Input data:

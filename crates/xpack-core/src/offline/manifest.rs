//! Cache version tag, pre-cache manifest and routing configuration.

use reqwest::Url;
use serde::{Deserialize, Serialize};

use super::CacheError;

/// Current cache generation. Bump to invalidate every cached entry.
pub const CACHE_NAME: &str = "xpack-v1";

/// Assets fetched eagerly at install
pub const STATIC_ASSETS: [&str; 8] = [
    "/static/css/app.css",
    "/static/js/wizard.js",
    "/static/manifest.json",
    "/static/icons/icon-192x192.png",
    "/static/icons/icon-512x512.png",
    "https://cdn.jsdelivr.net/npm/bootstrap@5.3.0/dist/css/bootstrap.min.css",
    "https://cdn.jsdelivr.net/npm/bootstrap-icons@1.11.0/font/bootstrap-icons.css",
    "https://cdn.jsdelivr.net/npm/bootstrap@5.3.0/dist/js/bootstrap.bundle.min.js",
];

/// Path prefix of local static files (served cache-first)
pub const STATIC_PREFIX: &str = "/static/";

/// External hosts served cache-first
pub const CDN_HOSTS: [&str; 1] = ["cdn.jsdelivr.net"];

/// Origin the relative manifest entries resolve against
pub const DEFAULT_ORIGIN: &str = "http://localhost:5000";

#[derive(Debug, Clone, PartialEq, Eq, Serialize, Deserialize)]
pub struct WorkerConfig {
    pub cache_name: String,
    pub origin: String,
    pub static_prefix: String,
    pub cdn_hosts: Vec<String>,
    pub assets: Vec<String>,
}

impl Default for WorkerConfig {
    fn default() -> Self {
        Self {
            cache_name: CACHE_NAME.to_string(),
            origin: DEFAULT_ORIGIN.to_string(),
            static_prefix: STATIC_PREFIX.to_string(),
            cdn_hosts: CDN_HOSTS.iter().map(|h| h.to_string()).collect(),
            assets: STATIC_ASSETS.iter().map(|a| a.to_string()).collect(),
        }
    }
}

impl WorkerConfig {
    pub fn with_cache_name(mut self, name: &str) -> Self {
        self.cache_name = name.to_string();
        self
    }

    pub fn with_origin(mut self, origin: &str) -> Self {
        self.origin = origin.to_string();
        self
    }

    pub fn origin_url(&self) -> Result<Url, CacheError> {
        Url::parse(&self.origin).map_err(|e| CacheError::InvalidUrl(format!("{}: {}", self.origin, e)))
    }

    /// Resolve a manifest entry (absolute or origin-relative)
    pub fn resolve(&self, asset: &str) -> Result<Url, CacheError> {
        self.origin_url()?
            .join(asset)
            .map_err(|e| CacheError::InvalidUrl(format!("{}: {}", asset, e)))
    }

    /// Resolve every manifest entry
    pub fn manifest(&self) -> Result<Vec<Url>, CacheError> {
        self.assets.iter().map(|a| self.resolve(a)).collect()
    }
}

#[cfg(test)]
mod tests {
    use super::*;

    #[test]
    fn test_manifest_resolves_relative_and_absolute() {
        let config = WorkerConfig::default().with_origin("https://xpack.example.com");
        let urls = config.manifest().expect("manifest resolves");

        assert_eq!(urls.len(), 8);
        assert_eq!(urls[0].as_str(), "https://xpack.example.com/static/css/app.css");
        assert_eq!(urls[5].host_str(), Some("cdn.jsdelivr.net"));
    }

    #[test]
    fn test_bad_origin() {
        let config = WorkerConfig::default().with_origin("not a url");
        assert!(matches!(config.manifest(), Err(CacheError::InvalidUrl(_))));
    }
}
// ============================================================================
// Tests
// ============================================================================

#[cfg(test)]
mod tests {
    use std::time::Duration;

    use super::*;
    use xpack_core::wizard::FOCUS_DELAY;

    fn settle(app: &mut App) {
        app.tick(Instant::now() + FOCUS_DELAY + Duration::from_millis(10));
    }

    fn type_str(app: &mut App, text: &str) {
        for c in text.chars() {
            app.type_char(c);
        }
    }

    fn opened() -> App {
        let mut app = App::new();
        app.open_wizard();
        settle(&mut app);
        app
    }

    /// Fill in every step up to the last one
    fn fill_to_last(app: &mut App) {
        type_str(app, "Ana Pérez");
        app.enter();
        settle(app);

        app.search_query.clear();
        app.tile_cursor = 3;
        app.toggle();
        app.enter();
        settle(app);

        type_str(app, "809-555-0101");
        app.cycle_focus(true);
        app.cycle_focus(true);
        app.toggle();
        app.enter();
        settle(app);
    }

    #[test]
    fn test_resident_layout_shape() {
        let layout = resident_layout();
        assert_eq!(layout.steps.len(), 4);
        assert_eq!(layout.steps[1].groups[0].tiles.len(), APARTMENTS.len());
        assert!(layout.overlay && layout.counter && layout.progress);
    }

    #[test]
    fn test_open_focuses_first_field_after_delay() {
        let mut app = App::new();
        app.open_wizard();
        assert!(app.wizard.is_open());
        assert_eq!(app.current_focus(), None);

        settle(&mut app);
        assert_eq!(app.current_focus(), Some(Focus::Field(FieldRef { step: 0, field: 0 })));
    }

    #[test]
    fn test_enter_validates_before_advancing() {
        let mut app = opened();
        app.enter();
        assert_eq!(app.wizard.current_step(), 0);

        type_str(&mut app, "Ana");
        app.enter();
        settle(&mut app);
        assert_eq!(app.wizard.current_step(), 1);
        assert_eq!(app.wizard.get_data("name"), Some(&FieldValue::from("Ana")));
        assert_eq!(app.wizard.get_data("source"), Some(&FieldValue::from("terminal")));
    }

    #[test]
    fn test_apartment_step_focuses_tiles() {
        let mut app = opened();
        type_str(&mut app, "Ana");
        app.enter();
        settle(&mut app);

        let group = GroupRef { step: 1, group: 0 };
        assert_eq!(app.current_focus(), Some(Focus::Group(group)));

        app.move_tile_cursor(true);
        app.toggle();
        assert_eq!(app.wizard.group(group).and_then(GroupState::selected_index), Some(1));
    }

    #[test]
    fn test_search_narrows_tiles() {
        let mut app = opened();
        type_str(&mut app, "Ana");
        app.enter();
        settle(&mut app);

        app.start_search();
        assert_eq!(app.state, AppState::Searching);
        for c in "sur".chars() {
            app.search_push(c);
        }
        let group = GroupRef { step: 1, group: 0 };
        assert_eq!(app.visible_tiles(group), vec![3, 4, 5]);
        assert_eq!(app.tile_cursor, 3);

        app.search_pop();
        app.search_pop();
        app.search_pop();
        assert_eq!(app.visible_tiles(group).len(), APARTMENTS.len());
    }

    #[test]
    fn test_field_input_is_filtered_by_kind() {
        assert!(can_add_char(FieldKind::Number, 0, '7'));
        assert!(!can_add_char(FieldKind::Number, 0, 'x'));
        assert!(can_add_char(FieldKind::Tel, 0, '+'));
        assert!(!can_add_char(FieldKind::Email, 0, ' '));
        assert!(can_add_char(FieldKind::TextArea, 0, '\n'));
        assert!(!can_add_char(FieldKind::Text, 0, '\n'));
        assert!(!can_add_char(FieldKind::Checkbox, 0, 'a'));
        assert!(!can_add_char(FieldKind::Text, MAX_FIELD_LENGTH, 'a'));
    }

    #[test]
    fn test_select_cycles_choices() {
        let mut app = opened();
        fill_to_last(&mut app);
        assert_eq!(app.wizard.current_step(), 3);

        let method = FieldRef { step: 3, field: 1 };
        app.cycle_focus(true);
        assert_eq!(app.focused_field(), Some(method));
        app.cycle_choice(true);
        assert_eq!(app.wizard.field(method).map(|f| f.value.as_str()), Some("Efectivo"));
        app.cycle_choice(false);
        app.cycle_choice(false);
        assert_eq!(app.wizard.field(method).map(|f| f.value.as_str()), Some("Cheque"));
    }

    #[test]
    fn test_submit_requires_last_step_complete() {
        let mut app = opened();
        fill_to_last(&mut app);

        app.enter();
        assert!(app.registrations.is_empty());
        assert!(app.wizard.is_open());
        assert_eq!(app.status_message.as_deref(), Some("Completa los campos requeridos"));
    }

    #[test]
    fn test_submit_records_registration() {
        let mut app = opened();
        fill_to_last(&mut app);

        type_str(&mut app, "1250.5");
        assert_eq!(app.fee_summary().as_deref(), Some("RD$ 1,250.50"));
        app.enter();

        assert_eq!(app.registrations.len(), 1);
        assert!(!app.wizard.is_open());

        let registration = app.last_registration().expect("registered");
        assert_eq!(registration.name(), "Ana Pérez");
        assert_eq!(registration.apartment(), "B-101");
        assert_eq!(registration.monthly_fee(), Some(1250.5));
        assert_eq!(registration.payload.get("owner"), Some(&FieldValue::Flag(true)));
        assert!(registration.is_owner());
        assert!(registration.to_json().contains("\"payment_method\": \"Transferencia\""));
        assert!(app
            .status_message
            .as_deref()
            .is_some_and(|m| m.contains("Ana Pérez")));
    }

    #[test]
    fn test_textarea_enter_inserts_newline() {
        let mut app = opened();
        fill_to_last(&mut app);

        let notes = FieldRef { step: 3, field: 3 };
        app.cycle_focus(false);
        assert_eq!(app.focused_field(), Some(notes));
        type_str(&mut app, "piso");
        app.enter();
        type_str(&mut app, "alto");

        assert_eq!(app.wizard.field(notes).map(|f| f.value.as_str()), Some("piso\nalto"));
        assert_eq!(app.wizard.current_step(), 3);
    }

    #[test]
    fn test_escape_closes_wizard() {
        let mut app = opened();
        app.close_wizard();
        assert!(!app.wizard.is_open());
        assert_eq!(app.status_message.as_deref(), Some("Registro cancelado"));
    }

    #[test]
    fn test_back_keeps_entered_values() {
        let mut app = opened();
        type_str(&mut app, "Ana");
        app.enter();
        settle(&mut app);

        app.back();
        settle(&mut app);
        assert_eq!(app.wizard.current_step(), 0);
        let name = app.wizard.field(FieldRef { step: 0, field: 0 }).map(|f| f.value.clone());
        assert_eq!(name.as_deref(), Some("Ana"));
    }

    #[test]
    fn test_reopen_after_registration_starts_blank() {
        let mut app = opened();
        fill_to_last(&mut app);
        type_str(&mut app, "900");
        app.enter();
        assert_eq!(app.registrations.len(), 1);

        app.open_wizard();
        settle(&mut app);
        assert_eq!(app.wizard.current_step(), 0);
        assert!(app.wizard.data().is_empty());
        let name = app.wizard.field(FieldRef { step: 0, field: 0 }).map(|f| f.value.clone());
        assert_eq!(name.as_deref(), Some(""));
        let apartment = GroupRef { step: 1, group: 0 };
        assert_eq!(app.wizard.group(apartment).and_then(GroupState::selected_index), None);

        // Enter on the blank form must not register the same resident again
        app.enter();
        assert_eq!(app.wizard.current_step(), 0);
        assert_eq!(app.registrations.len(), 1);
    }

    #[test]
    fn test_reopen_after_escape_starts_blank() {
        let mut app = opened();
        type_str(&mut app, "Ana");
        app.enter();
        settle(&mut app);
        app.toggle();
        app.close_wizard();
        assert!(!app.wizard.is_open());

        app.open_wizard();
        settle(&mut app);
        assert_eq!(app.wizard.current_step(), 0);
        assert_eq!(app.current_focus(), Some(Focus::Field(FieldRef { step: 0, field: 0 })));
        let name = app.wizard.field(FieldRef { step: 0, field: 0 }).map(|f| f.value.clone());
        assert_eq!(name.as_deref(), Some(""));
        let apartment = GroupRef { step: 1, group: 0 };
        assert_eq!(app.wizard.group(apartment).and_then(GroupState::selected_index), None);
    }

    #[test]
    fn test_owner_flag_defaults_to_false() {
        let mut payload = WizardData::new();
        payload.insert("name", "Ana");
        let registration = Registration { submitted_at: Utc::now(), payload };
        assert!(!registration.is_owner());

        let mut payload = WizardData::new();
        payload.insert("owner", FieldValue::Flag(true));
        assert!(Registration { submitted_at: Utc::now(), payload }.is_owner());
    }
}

How to complete this task: Could you find each line in the entries that contains the string "steps" and copy it?

Written response:
        assert_eq!(layout.steps.len(), 4);
        assert_eq!(layout.steps[1].groups[0].tiles.len(), APARTMENTS.len());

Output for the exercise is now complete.